_YOUR INSTRUCTIONS:_ Word for word, restate all of the data shown below.

Collected data:
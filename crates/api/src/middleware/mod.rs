//! Middleware for the API layer.

pub mod auth;

pub use auth::{AuthStaff, auth_middleware};
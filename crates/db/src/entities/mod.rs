//! `SeaORM` entity definitions.

pub mod accounts;
pub mod applications;
pub mod class_sessions;
pub mod closing_periods;
pub mod course_schedules;
pub mod courses;
pub mod enrollments;
pub mod guardians;
pub mod obligations;
pub mod payments;
pub mod sea_orm_active_enums;
pub mod students;
pub mod tutors;
//! Treasury rules shared by the payment journal.
//!
//! - Cash pool aggregation and the tutor payout cap
//! - Evidence requirements per payment method

pub mod cash_pool;
pub mod evidence;

pub use cash_pool::{CashPool, CashPoolError, check_payout};
pub use evidence::{Evidence, EvidenceError, PaymentMethod, validate_evidence};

_SOLUTION:_
filename crates/api/src/middleware/mod.rs
//! Middleware for the API layer.

pub mod auth;

pub use auth::{AuthStaff, auth_middleware};
filename crates/db/src/entities/mod.rs
//! `SeaORM` entity definitions.

pub mod accounts;
pub mod applications;
pub mod class_sessions;
pub mod closing_periods;
pub mod course_schedules;
pub mod courses;
pub mod enrollments;
pub mod guardians;
pub mod obligations;
pub mod payments;
pub mod sea_orm_active_enums;
pub mod students;
pub mod tutors;
//! Treasury rules shared by the payment journal.
//!
//! - Cash pool aggregation and the tutor payout cap
//! - Evidence requirements per payment method

pub mod cash_pool;
pub mod evidence;

pub use cash_pool::{CashPool, CashPoolError, check_payout};
pub use evidence::{Evidence, EvidenceError, PaymentMethod, validate_evidence};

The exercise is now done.